Let $E$ and $F$ be two finite dimension vector spaces over the same field $K$, $V$ is sub-space of $E$, $L_V(E,F)$ is the set of linear maps from $E$ to $F$ which vanish on $V$. And let $W$ such that $E = V \oplus W$

a) Show that $L_V(E,F)$ is a subspace of $L(E,F)$ isomorphic to $L(E/V,F)$ and $L(W,F)$.

b) Show that $E^* = V^\perp \oplus W^\perp$ and that $V$ and $W$ are isomorphic to $W^\perp$ and $V^\perp$.

c) Show that if $f$ is a linear map from $E$ to $F$, $t_{f(F^*)}$ and $(f(E))^*$.

My work:

for a) I proved that it's a subspace. and about the isomorphism between $L_V(E,F)$ and $L(W,F)$ I consedred the following map $\Phi$ from $L_V(E,F)$ to $L(W,F)$ wich associate $\phi \in L_V(E,F)$ to to the restrection of $f \in L(W,F)$ but I don't know how to show that it's an isomorphism.

any help please for the others

  • $\begingroup$ What do you mean by the notation $V^{\perp}$? $\endgroup$ – Tobias Kildetoft Jan 16 '14 at 10:51
  • $\begingroup$ The orthogonal of $V$ $\endgroup$ – Mohamez Jan 16 '14 at 10:52
  • $\begingroup$ Orthogonal with respect to what inner product/bilinear form? $\endgroup$ – Christoph Jan 16 '14 at 10:54
  • 1
    $\begingroup$ Oh I see! I guess $V^\perp$ is the subspace of elements of $E^*$ that vanish on $V$? $\endgroup$ – Christoph Jan 16 '14 at 10:56
  • $\begingroup$ What is $f(F^*)$ and $t_{f(F^*)}$, and what do you mean by "$t_{f(F^*)}$ and $(f(E))^*$"? $\endgroup$ – Luiz Cordeiro Jan 16 '14 at 11:28

a) That $L_V(E,F)$ is a subspace of $L(E,F)$ is trivial. The problem is to show that $L_V(E,F)\cong L(E/V,F)\cong L(W,F)$. Let $\pi:E\rightarrow E/V$ be the canonical projection.

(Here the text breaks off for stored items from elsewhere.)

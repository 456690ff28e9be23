//! SQLite storage implementation
//!
//! This module provides a SQLite-based implementation of the Storage trait.

use crate::graph::LinkGraph;
use crate::state::{HeadingCounts, UrlRecord, UrlStatus};
use crate::storage::schema::initialize_schema;
use crate::storage::traits::{Storage, StorageError, StorageResult};
use crate::storage::{RunCounts, RunRecord, RunStatus};
use crate::GaugeError;
use chrono::{DateTime, Utc};
use rusqlite::{params, Connection, OptionalExtension, Row};
use std::collections::{BTreeMap, HashMap};
use std::path::Path;

/// SQLite storage backend
pub struct SqliteStorage {
    conn: Connection,
}

impl SqliteStorage {
    /// Opens or creates the database at `path`
    pub fn new(path: &Path) -> Result<Self, GaugeError> {
        let conn = Connection::open(path)?;

        // Configure SQLite for better performance
        conn.execute_batch(
            "
            PRAGMA journal_mode = WAL;
            PRAGMA synchronous = NORMAL;
            PRAGMA temp_store = MEMORY;
        ",
        )?;

        initialize_schema(&conn)?;

        Ok(Self { conn })
    }

    /// Creates an in-memory database
    pub fn new_in_memory() -> Result<Self, GaugeError> {
        let conn = Connection::open_in_memory()?;
        initialize_schema(&conn)?;
        Ok(Self { conn })
    }

    fn load_links(&self, site_key: &str) -> StorageResult<HashMap<String, Vec<String>>> {
        let mut stmt = self.conn.prepare(
            "SELECT from_url, to_url FROM internal_links WHERE site_key = ?1 ORDER BY from_url, to_url",
        )?;

        let rows = stmt.query_map(params![site_key], |row| {
            Ok((row.get::<_, String>(0)?, row.get::<_, String>(1)?))
        })?;

        let mut links: HashMap<String, Vec<String>> = HashMap::new();
        for row in rows {
            let (from, to) = row?;
            links.entry(from).or_default().push(to);
        }
        Ok(links)
    }
}

fn parse_status(value: String) -> StorageResult<UrlStatus> {
    UrlStatus::from_db_string(&value).ok_or(StorageError::CorruptValue {
        column: "status",
        value,
    })
}

fn parse_timestamp(value: Option<String>) -> StorageResult<Option<DateTime<Utc>>> {
    match value {
        None => Ok(None),
        Some(text) => DateTime::parse_from_rfc3339(&text)
            .map(|dt| Some(dt.with_timezone(&Utc)))
            .map_err(|_| StorageError::CorruptValue {
                column: "extracted_at",
                value: text,
            }),
    }
}

/// Raw column values of one `url_records` row
struct RecordRow {
    url: String,
    status: String,
    title: Option<String>,
    description: Option<String>,
    headings: [Option<u32>; 6],
    incoming: Option<u32>,
    extracted_at: Option<String>,
}

impl RecordRow {
    fn from_row(row: &Row<'_>) -> rusqlite::Result<Self> {
        Ok(Self {
            url: row.get(0)?,
            status: row.get(1)?,
            title: row.get(2)?,
            description: row.get(3)?,
            headings: [
                row.get(4)?,
                row.get(5)?,
                row.get(6)?,
                row.get(7)?,
                row.get(8)?,
                row.get(9)?,
            ],
            incoming: row.get(10)?,
            extracted_at: row.get(11)?,
        })
    }

    fn into_record(self) -> StorageResult<UrlRecord> {
        let mut record = UrlRecord::discovered(self.url, parse_status(self.status)?);
        record.title = self.title;
        record.description = self.description;
        record.incoming_link_count = self.incoming;
        record.extracted_at = parse_timestamp(self.extracted_at)?;

        if self.headings.iter().all(Option::is_some) {
            record.headings = Some(HeadingCounts::new(self.headings.map(|c| c.unwrap_or(0))));
        }

        Ok(record)
    }
}

fn run_from_row(row: &Row<'_>) -> rusqlite::Result<RunRecord> {
    Ok(RunRecord {
        id: row.get(0)?,
        site_key: row.get(1)?,
        started_at: row.get(2)?,
        finished_at: row.get(3)?,
        config_hash: row.get(4)?,
        status: RunStatus::from_db_string(&row.get::<_, String>(5)?)
            .unwrap_or(RunStatus::Running),
        counts: RunCounts {
            discovered: row.get(6)?,
            indexed: row.get(7)?,
            extracted: row.get(8)?,
            failed: row.get(9)?,
        },
    })
}

impl Storage for SqliteStorage {
    // ===== Site Records =====

    fn exists(&self, site_key: &str) -> StorageResult<bool> {
        let found: bool = self.conn.query_row(
            "SELECT EXISTS(SELECT 1 FROM url_records WHERE site_key = ?1)
                 OR EXISTS(SELECT 1 FROM runs WHERE site_key = ?1)",
            params![site_key],
            |row| row.get(0),
        )?;
        Ok(found)
    }

    fn fetch_url_records(&self, site_key: &str) -> StorageResult<BTreeMap<String, UrlRecord>> {
        let mut stmt = self.conn.prepare(
            "SELECT url, status, title, description, h1, h2, h3, h4, h5, h6,
                    incoming_link_count, extracted_at
             FROM url_records WHERE site_key = ?1",
        )?;

        let rows = stmt
            .query_map(params![site_key], RecordRow::from_row)?
            .collect::<Result<Vec<_>, _>>()?;

        let mut links = self.load_links(site_key)?;
        let mut records = BTreeMap::new();

        for row in rows {
            let mut record = row.into_record()?;
            record.internal_links = links.remove(&record.url).unwrap_or_default();
            records.insert(record.url.clone(), record);
        }

        Ok(records)
    }

    fn save_url_statuses(
        &mut self,
        site_key: &str,
        statuses: &BTreeMap<String, UrlStatus>,
    ) -> StorageResult<()> {
        let now = Utc::now().to_rfc3339();
        let tx = self.conn.transaction()?;
        {
            let mut stmt = tx.prepare(
                "INSERT INTO url_records (site_key, url, status, discovered_at)
                 VALUES (?1, ?2, ?3, ?4)
                 ON CONFLICT(site_key, url) DO UPDATE SET
                     status = CASE WHEN excluded.status = 'non-indexed'
                                   THEN 'non-indexed'
                                   ELSE url_records.status END",
            )?;

            for (url, status) in statuses {
                stmt.execute(params![site_key, url, status.to_db_string(), now])?;
            }
        }
        tx.commit()?;
        Ok(())
    }

    fn update_metadata(&mut self, site_key: &str, records: &[UrlRecord]) -> StorageResult<()> {
        let now = Utc::now().to_rfc3339();
        let tx = self.conn.transaction()?;
        {
            let mut upsert = tx.prepare(
                "INSERT INTO url_records (site_key, url, status, title, description,
                                          h1, h2, h3, h4, h5, h6, discovered_at, extracted_at)
                 VALUES (?1, ?2, ?3, ?4, ?5, ?6, ?7, ?8, ?9, ?10, ?11, ?12, ?13)
                 ON CONFLICT(site_key, url) DO UPDATE SET
                     title = excluded.title,
                     description = excluded.description,
                     h1 = excluded.h1, h2 = excluded.h2, h3 = excluded.h3,
                     h4 = excluded.h4, h5 = excluded.h5, h6 = excluded.h6,
                     extracted_at = excluded.extracted_at",
            )?;
            let mut clear_links =
                tx.prepare("DELETE FROM internal_links WHERE site_key = ?1 AND from_url = ?2")?;
            let mut insert_link = tx.prepare(
                "INSERT OR IGNORE INTO internal_links (site_key, from_url, to_url) VALUES (?1, ?2, ?3)",
            )?;

            for record in records {
                let headings = record.headings.map(|h| h.as_array());
                let level = |i: usize| headings.map(|h| h[i]);
                let extracted_at = record
                    .extracted_at
                    .map(|dt| dt.to_rfc3339())
                    .unwrap_or_else(|| now.clone());

                upsert.execute(params![
                    site_key,
                    record.url,
                    record.status.to_db_string(),
                    record.title,
                    record.description,
                    level(0),
                    level(1),
                    level(2),
                    level(3),
                    level(4),
                    level(5),
                    now,
                    extracted_at,
                ])?;

                clear_links.execute(params![site_key, record.url])?;
                for link in &record.internal_links {
                    insert_link.execute(params![site_key, record.url, link])?;
                }
            }
        }
        tx.commit()?;
        Ok(())
    }

    fn clear_metadata(&mut self, site_key: &str, urls: &[String]) -> StorageResult<()> {
        let tx = self.conn.transaction()?;
        {
            let mut clear_record = tx.prepare(
                "UPDATE url_records SET title = NULL, description = NULL,
                     h1 = NULL, h2 = NULL, h3 = NULL, h4 = NULL, h5 = NULL, h6 = NULL,
                     extracted_at = NULL
                 WHERE site_key = ?1 AND url = ?2",
            )?;
            let mut clear_links =
                tx.prepare("DELETE FROM internal_links WHERE site_key = ?1 AND from_url = ?2")?;
            for url in urls {
                clear_record.execute(params![site_key, url])?;
                clear_links.execute(params![site_key, url])?;
            }
        }
        tx.commit()?;
        Ok(())
    }

    fn set_incoming_counts(&mut self, site_key: &str, graph: &LinkGraph) -> StorageResult<()> {
        let tx = self.conn.transaction()?;
        tx.execute(
            "UPDATE url_records SET incoming_link_count = 0 WHERE site_key = ?1",
            params![site_key],
        )?;
        {
            let mut stmt = tx.prepare(
                "UPDATE url_records SET incoming_link_count = ?1 WHERE site_key = ?2 AND url = ?3",
            )?;
            for (url, count) in graph.iter() {
                stmt.execute(params![count, site_key, url])?;
            }
        }
        tx.commit()?;
        Ok(())
    }

    fn count_by_status(&self, site_key: &str) -> StorageResult<HashMap<UrlStatus, i64>> {
        let mut stmt = self.conn.prepare(
            "SELECT status, COUNT(*) FROM url_records WHERE site_key = ?1 GROUP BY status",
        )?;

        let rows = stmt.query_map(params![site_key], |row| {
            Ok((row.get::<_, String>(0)?, row.get::<_, i64>(1)?))
        })?;

        let mut counts = HashMap::new();
        for row in rows {
            let (status, count) = row?;
            counts.insert(parse_status(status)?, count);
        }
        Ok(counts)
    }

    // ===== Run Management =====

    fn create_run(&mut self, site_key: &str, config_hash: &str) -> StorageResult<i64> {
        let now = Utc::now().to_rfc3339();
        self.conn.execute(
            "INSERT INTO runs (site_key, started_at, config_hash, status) VALUES (?1, ?2, ?3, ?4)",
            params![site_key, now, config_hash, RunStatus::Running.to_db_string()],
        )?;
        Ok(self.conn.last_insert_rowid())
    }

    fn complete_run(&mut self, run_id: i64, counts: &RunCounts) -> StorageResult<()> {
        let now = Utc::now().to_rfc3339();
        let updated = self.conn.execute(
            "UPDATE runs SET status = ?1, finished_at = ?2, discovered_count = ?3,
                 indexed_count = ?4, extracted_count = ?5, failed_count = ?6
             WHERE id = ?7",
            params![
                RunStatus::Completed.to_db_string(),
                now,
                counts.discovered,
                counts.indexed,
                counts.extracted,
                counts.failed,
                run_id
            ],
        )?;

        if updated == 0 {
            return Err(StorageError::RunNotFound(run_id));
        }
        Ok(())
    }

    fn fail_run(&mut self, run_id: i64) -> StorageResult<()> {
        let now = Utc::now().to_rfc3339();
        let updated = self.conn.execute(
            "UPDATE runs SET status = ?1, finished_at = ?2 WHERE id = ?3",
            params![RunStatus::Failed.to_db_string(), now, run_id],
        )?;

        if updated == 0 {
            return Err(StorageError::RunNotFound(run_id));
        }
        Ok(())
    }

    fn latest_run(&self, site_key: &str) -> StorageResult<Option<RunRecord>> {
        let run = self
            .conn
            .query_row(
                "SELECT id, site_key, started_at, finished_at, config_hash, status,
                        discovered_count, indexed_count, extracted_count, failed_count
                 FROM runs WHERE site_key = ?1 ORDER BY id DESC LIMIT 1",
                params![site_key],
                run_from_row,
            )
            .optional()?;

        Ok(run)
    }
}
//! Configuration module for Sitegauge
//!
//! This module handles loading, parsing, and validating TOML configuration files.
//!
//! # Example
//!
//! ```no_run
//! use sitegauge::config::load_config;
//! use std::path::Path;
//!
//! let config = load_config(Path::new("sitegauge.toml")).unwrap();
//! println!("Crawler will visit at most {} pages", config.discovery.page_cap);
//! ```

mod parser;
mod types;
mod validation;

// Re-export types
pub use types::{
    BoilerplateMode, Config, DiscoveryConfig, ExtractionConfig, HttpConfig, OutputConfig,
    Renderer, ResourceKind, RobotsConfig, SiteConfig, UserAgentConfig,
};

// Re-export parser functions
pub use parser::{compute_config_hash, load_config, load_config_with_hash, parse_config};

Let $\phi:L_V(E,F)\rightarrow L(E/V,F)$ be given by the following: If $T\in L_V(E,F)$, then $\phi(T):E/V\rightarrow F$ be given by $\phi(T)(\pi x)=Tx$. You should verify that $\phi$ is well-defined and is linear. Its inverse is given by $\phi^{-1}(T)=T\circ\pi$ for $T\in L(E/V,F)$. This shows that $L_V(E,F)$ is isomorphic to $L(E/V,F)$.

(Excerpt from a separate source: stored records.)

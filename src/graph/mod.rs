//! Link Graph Builder
//!
//! Folds the outbound internal links of every extracted page into incoming
//! link counts per target URL.

use crate::state::UrlRecord;
use std::collections::HashMap;

/// Incoming link count per URL
///
/// URLs that nothing links to are absent and read as zero.
#[derive(Debug, Clone, Default, PartialEq, Eq)]
pub struct LinkGraph {
    incoming: HashMap<String, u32>,
}

impl LinkGraph {
    /// Builds the graph from extraction output
    ///
    /// Each record contributes one count to every distinct URL in its
    /// `internal_links`, including a link to itself. The result does not
    /// depend on record order.
    pub fn build<'a, I>(records: I) -> Self
    where
        I: IntoIterator<Item = &'a UrlRecord>,
    {
        let mut graph = Self::default();
        for record in records {
            graph.add_page(&record.internal_links);
        }
        graph
    }

    /// Adds the outbound links of one page
    ///
    /// Duplicate targets within `links` are counted once.
    pub fn add_page<S: AsRef<str>>(&mut self, links: &[S]) {
        let mut seen = std::collections::HashSet::new();
        for link in links {
            let link = link.as_ref();
            if seen.insert(link) {
                *self.incoming.entry(link.to_string()).or_insert(0) += 1;
            }
        }
    }

    /// Incoming count for `url`, zero when unlinked
    pub fn incoming(&self, url: &str) -> u32 {
        self.incoming.get(url).copied().unwrap_or(0)
    }

    /// Number of distinct link targets
    pub fn len(&self) -> usize {
        self.incoming.len()
    }

    pub fn is_empty(&self) -> bool {
        self.incoming.is_empty()
    }

    pub fn iter(&self) -> impl Iterator<Item = (&str, u32)> {
        self.incoming.iter().map(|(url, count)| (url.as_str(), *count))
    }

    /// Sets `incoming_link_count` on every record
    pub fn apply<'a, I>(&self, records: I)
    where
        I: IntoIterator<Item = &'a mut UrlRecord>,
    {
        for record in records {
            record.incoming_link_count = Some(self.incoming(&record.url));
        }
    }
}
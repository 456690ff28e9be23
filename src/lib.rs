//! Sitegauge: a single-site SEO surveyor
//!
//! This crate discovers the URLs of one website (sitemap plus breadth-first
//! crawl, classified against robots.txt), strips statistically recurring
//! boilerplate from rendered pages, extracts title/description/heading/link
//! metadata and folds the internal links into an incoming-link graph.

pub mod boilerplate;
pub mod config;
pub mod discovery;
pub mod extraction;
pub mod graph;
pub mod output;
pub mod render;
pub mod robots;
pub mod session;
pub mod state;
pub mod storage;
pub mod url;

use thiserror::Error;

/// Main error type for Sitegauge operations
#[derive(Debug, Error)]
pub enum GaugeError {
    #[error("Configuration error: {0}")]
    Config(#[from] ConfigError),

    #[error("HTTP error for {url}: {source}")]
    Http { url: String, source: reqwest::Error },

    #[error("Request timeout for {url}")]
    Timeout { url: String },

    #[error("Database error: {0}")]
    Database(#[from] rusqlite::Error),

    #[error("Storage error: {0}")]
    Storage(#[from] storage::StorageError),

    #[error("URL error: {0}")]
    UrlError(#[from] UrlError),

    #[error("URL parse error: {0}")]
    UrlParse(#[from] ::url::ParseError),

    #[error("HTTP client error: {0}")]
    Reqwest(#[from] reqwest::Error),

    #[error("Render error: {0}")]
    Render(#[from] render::FetchError),

    #[error("CSV error: {0}")]
    Csv(#[from] csv::Error),

    #[error("IO error: {0}")]
    Io(#[from] std::io::Error),
}

/// Configuration-specific errors
#[derive(Debug, Error)]
pub enum ConfigError {
    #[error("Failed to read config file: {0}")]
    Io(#[from] std::io::Error),

    #[error("Failed to parse TOML: {0}")]
    Parse(#[from] toml::de::Error),

    #[error("Validation error: {0}")]
    Validation(String),

    #[error("Invalid URL in config: {0}")]
    InvalidUrl(String),

    #[error("No storage target configured: output.database-path is empty")]
    MissingStorage,
}

/// URL-specific errors
#[derive(Debug, Error)]
pub enum UrlError {
    #[error("Failed to parse URL: {0}")]
    Parse(String),

    #[error("Invalid URL scheme: {0}")]
    InvalidScheme(String),

    #[error("Missing domain in URL")]
    MissingDomain,
}

/// Result type alias for Sitegauge operations
pub type Result<T> = std::result::Result<T, GaugeError>;

/// Result type alias for configuration operations
pub type ConfigResult<T> = std::result::Result<T, ConfigError>;

/// Result type alias for URL operations
pub type UrlResult<T> = std::result::Result<T, UrlError>;

// Re-export commonly used types
pub use config::Config;
pub use session::AuditSession;
pub use state::{HeadingCounts, UrlRecord, UrlStatus};
pub use url::{normalize_url, site_key};
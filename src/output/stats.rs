//! Statistics generation from the audit database
//!
//! This module provides functionality for extracting and displaying
//! per-site audit statistics from the storage layer.

use crate::state::UrlStatus;
use crate::storage::{RunRecord, Storage};
use crate::GaugeError;
use std::collections::HashMap;

/// Audit statistics summary for one site
#[derive(Debug, Clone)]
pub struct AuditStatistics {
    pub site_key: String,

    /// Total number of stored URLs
    pub total_urls: i64,

    /// Count of URLs by status
    pub urls_by_status: HashMap<UrlStatus, i64>,

    /// URLs with extracted metadata
    pub extracted: i64,

    /// Total internal links across extracted pages
    pub total_links: i64,

    /// Most recent run, if any
    pub latest_run: Option<RunRecord>,
}

/// Loads statistics from storage
///
/// # Arguments
///
/// * `storage` - The storage backend to query
/// * `site_key` - The site namespace to summarize
pub fn load_statistics(storage: &dyn Storage, site_key: &str) -> Result<AuditStatistics, GaugeError> {
    let urls_by_status = storage.count_by_status(site_key)?;
    let records = storage.fetch_url_records(site_key)?;

    let extracted = records.values().filter(|r| r.is_extracted()).count() as i64;
    let total_links = records
        .values()
        .map(|r| r.internal_links.len() as i64)
        .sum();

    Ok(AuditStatistics {
        site_key: site_key.to_string(),
        total_urls: urls_by_status.values().sum(),
        urls_by_status,
        extracted,
        total_links,
        latest_run: storage.latest_run(site_key)?,
    })
}

/// Prints statistics to stdout in a formatted manner
pub fn print_statistics(stats: &AuditStatistics) {
    println!("=== Audit Statistics: {} ===\n", stats.site_key);

    match &stats.latest_run {
        Some(run) => {
            println!("Latest Run:");
            println!("  ID: {}", run.id);
            println!("  Status: {}", run.status.to_db_string());
            println!("  Started: {}", run.started_at);
            if let Some(finished) = &run.finished_at {
                println!("  Finished: {}", finished);
            }
            println!("  Config hash: {}", run.config_hash);
            println!(
                "  Discovered: {} ({} indexed), extracted: {}, failed: {}",
                run.counts.discovered, run.counts.indexed, run.counts.extracted, run.counts.failed
            );
            println!();
        }
        None => println!("No runs recorded\n"),
    }

    println!("URLs by Status:");
    for status in UrlStatus::all() {
        let count = stats.urls_by_status.get(&status).copied().unwrap_or(0);
        let percentage = if stats.total_urls > 0 {
            (count as f64 / stats.total_urls as f64) * 100.0
        } else {
            0.0
        };
        println!("  {}: {} ({:.1}%)", status, count, percentage);
    }
    println!();

    println!("Extraction:");
    println!("  Pages with metadata: {} / {}", stats.extracted, stats.total_urls);
    println!("  Internal links: {}", stats.total_links);
}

Let $\psi:L_V(E,F)\rightarrow L(W,F)$ be given by the following: If $T\in L(E/V,F)$, then $\psi(T)=T|_W$, that is, $\psi(T)$ is just the restriction of $T$ to $W$. Then $\psi$ is obviously linear and its inverse is given by $\psi^{-1}(T)(v+w)=T(w)$ for $T\in L(W,F)$ and $v\in V$, $w\in W$. You should first verify that $\psi^{-1}$ given by that is, indeed, well-defined. This shows that $L_V(E,F)$ is isomorphic to $L(W,F)$.

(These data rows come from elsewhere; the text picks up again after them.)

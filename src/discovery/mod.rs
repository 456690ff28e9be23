//! URL Discovery
//!
//! Builds the URL status map of a site from three sources:
//!
//! - the sitemap(s): `<root><sitemap-path>` plus any `Sitemap:` line of
//!   robots.txt
//! - a breadth-first crawl from the root
//! - robots.txt `Disallow` rules
//!
//! Only a sitemap URL that robots.txt allows is `Indexed`. Everything else,
//! including URLs found only by crawling, is `NonIndexed`.

mod frontier;
mod sitemap;

pub use frontier::{same_origin_links, CrawlLimits, FrontierCrawler};
pub use sitemap::{parse_sitemap, SitemapEntries, SitemapResolver, MAX_SITEMAP_DEPTH};

use crate::config::Config;
use crate::render::PageSource;
use crate::robots::{fetch_robots, RobotsClassifier};
use crate::state::UrlStatus;
use crate::url::normalize_internal;
use std::collections::{BTreeMap, BTreeSet};
use std::time::Duration;
use tracing::{debug, info};
use url::Url;

/// Counts describing one discovery pass
#[derive(Debug, Clone, Copy, Default, PartialEq, Eq)]
pub struct DiscoveryReport {
    /// Distinct normalized URLs taken from sitemaps
    pub sitemap_urls: usize,
    /// URLs visited by the crawler
    pub crawled_urls: usize,
    pub indexed: usize,
    pub non_indexed: usize,
}

impl DiscoveryReport {
    pub fn total(&self) -> usize {
        self.indexed + self.non_indexed
    }
}

/// Result of [`discover`]
#[derive(Debug, Clone, Default)]
pub struct Discovery {
    pub statuses: BTreeMap<String, UrlStatus>,
    pub report: DiscoveryReport,
}

/// Normalizes raw sitemap `<loc>` values, dropping URLs outside the site
///
/// "Outside" uses the same origin rule as the crawl and extraction, so a
/// `www.` sibling host is dropped here too.
pub fn normalize_sitemap_urls(
    root: &Url,
    locs: &BTreeSet<String>,
    max_segments: usize,
) -> BTreeSet<String> {
    locs.iter()
        .filter_map(|loc| {
            let normalized = Url::parse(loc.trim())
                .ok()
                .and_then(|url| normalize_internal(&url, root, max_segments));
            if normalized.is_none() {
                debug!("Dropping sitemap entry {}", loc);
            }
            normalized
        })
        .collect()
}

/// Merges sitemap and crawl output into the status map
///
/// Both inputs must already be normalized. A sitemap URL is `Indexed`
/// unless robots.txt disallows it; a URL only the crawl found is always
/// `NonIndexed`.
pub fn merge_statuses(
    sitemap: &BTreeSet<String>,
    crawled: &BTreeSet<String>,
    robots: &RobotsClassifier,
) -> BTreeMap<String, UrlStatus> {
    let mut statuses: BTreeMap<String, UrlStatus> = sitemap
        .iter()
        .map(|url| {
            let status = if robots.is_disallowed_url(url) {
                UrlStatus::NonIndexed
            } else {
                UrlStatus::Indexed
            };
            (url.clone(), status)
        })
        .collect();

    for url in crawled {
        statuses
            .entry(url.clone())
            .or_insert(UrlStatus::NonIndexed);
    }

    statuses
}

/// Root sitemap URLs: the configured path plus robots.txt declarations
fn sitemap_roots(root: &Url, config: &Config, declared: &[String]) -> Vec<String> {
    let mut roots = Vec::new();
    if let Ok(url) = root.join(&config.discovery.sitemap_path) {
        roots.push(url.to_string());
    }
    for entry in declared {
        if let Ok(url) = root.join(entry) {
            let url = url.to_string();
            if !roots.contains(&url) {
                roots.push(url);
            }
        }
    }
    roots
}

/// Runs sitemap resolution, robots classification and the crawl
///
/// Never fails: unreachable sitemaps, robots.txt or pages only shrink the
/// result.
pub async fn discover(source: &dyn PageSource, root: &Url, config: &Config) -> Discovery {
    let timeout = Duration::from_millis(config.http.timeout_ms);
    let max_segments = config.discovery.max_path_segments;

    let rules = fetch_robots(source, root, timeout).await;
    let roots = sitemap_roots(root, config, &rules.sitemaps);
    let classifier = if config.robots.per_agent {
        RobotsClassifier::per_agent(rules, &config.user_agent.crawler_name)
    } else {
        RobotsClassifier::global(rules)
    };

    let resolver = SitemapResolver::new(source, timeout, config.discovery.sitemap_fan_out);
    let crawler = FrontierCrawler::new(
        source,
        root.clone(),
        CrawlLimits {
            page_cap: config.discovery.page_cap,
            batch_width: config.discovery.batch_width,
            max_path_segments: max_segments,
            timeout,
        },
    );

    let (locs, crawled) = tokio::join!(resolver.resolve(&roots), crawler.crawl());

    let sitemap = normalize_sitemap_urls(root, &locs, max_segments);
    let statuses = merge_statuses(&sitemap, &crawled, &classifier);

    let indexed = statuses.values().filter(|s| s.is_indexed()).count();
    let report = DiscoveryReport {
        sitemap_urls: sitemap.len(),
        crawled_urls: crawled.len(),
        indexed,
        non_indexed: statuses.len() - indexed,
    };

    info!(
        "Discovery: {} URLs ({} indexed, {} non-indexed) from {} sitemap URLs and {} crawled pages",
        report.total(),
        report.indexed,
        report.non_indexed,
        report.sitemap_urls,
        report.crawled_urls
    );

    Discovery { statuses, report }
}

#[cfg(test)]
mod tests {
    use super::*;
    use crate::robots::RobotsRules;

    fn set(urls: &[&str]) -> BTreeSet<String> {
        urls.iter().map(|s| s.to_string()).collect()
    }

    fn root() -> Url {
        Url::parse("https://www.example.com/").unwrap()
    }

    #[test]
    fn test_normalize_sitemap_urls() {
        let locs = set(&[
            "https://www.example.com/a/",
            "https://www.example.com/a?utm=1",
            "http://www.example.com/d",
            "https://example.com/b",
            "https://elsewhere.org/c",
            "not a url",
        ]);
        assert_eq!(
            normalize_sitemap_urls(&root(), &locs, 5),
            set(&["https://www.example.com/a", "https://www.example.com/d"])
        );
    }

    #[test]
    fn test_robots_dominates_sitemap() {
        let robots = RobotsClassifier::global(RobotsRules::parse("User-agent: *\nDisallow: /private/"));
        let sitemap = set(&["https://e.com/about", "https://e.com/private/x"]);
        let crawled = set(&["https://e.com/private/x", "https://e.com/about"]);

        let statuses = merge_statuses(&sitemap, &crawled, &robots);
        assert_eq!(statuses["https://e.com/about"], UrlStatus::Indexed);
        assert_eq!(statuses["https://e.com/private/x"], UrlStatus::NonIndexed);
    }

    #[test]
    fn test_crawl_only_is_non_indexed() {
        let robots = RobotsClassifier::global(RobotsRules::empty());
        let statuses = merge_statuses(&set(&["https://e.com/a"]), &set(&["https://e.com/b"]), &robots);

        assert_eq!(statuses["https://e.com/a"], UrlStatus::Indexed);
        assert_eq!(statuses["https://e.com/b"], UrlStatus::NonIndexed);
    }

    #[test]
    fn test_scenario_counts() {
        let robots = RobotsClassifier::global(RobotsRules::parse("Disallow: /private"));
        let sitemap = set(&["https://e.com", "https://e.com/about", "https://e.com/private/x"]);
        let crawled = set(&["https://e.com", "https://e.com/about", "https://e.com/extra"]);

        let statuses = merge_statuses(&sitemap, &crawled, &robots);
        let indexed = statuses.values().filter(|s| s.is_indexed()).count();
        assert_eq!(statuses.len(), 4);
        assert_eq!(indexed, 2);
        assert_eq!(statuses["https://e.com/extra"], UrlStatus::NonIndexed);
    }

    #[test]
    fn test_sitemap_roots_include_robots_declarations() {
        let config = crate::config::parse_config(
            r#"
[site]
root-url = "https://example.com"
[user-agent]
crawler-name = "Sitegauge"
crawler-version = "0.1"
[output]
database-path = "x.db"
"#,
        )
        .unwrap();
        let root = Url::parse("https://example.com/").unwrap();

        let roots = sitemap_roots(
            &root,
            &config,
            &[
                "https://example.com/sitemap.xml".to_string(),
                "/news-sitemap.xml".to_string(),
            ],
        );
        assert_eq!(
            roots,
            vec![
                "https://example.com/sitemap.xml".to_string(),
                "https://example.com/news-sitemap.xml".to_string(),
            ]
        );
    }
}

b)Given $T\in E^*$, define $T_V(v+w)=Tw$ and $T_W(v+w)=Tv$ for $v\in V$ and $w\in W$ (show that these are well-defined). Then $T_V\in V^\perp$, $T_W\in W^\perp$ and $T=T_V+T_W$. This shows that $E^*=V^\perp+W^\perp$. It is clear that $V^\perp+W^\perp=\left\{0\right\}$, so $E=V^\perp \oplus W^\perp$. To show that $V\cong W^\perp$, you should take a basis $B_V$ for $V$, a basis $B_W$ for $W$. Then, define $\varphi:V\rightarrow W^\perp$ linearly so that for every $b\in B_V$, $\varphi(b)(b)=1$ and $\varphi|_{B_V\setminus\left\{b\right\}\cup B_W}$. Then, show that $\varphi$ is an isomorphism. That $W\cong V^\perp$ is similar.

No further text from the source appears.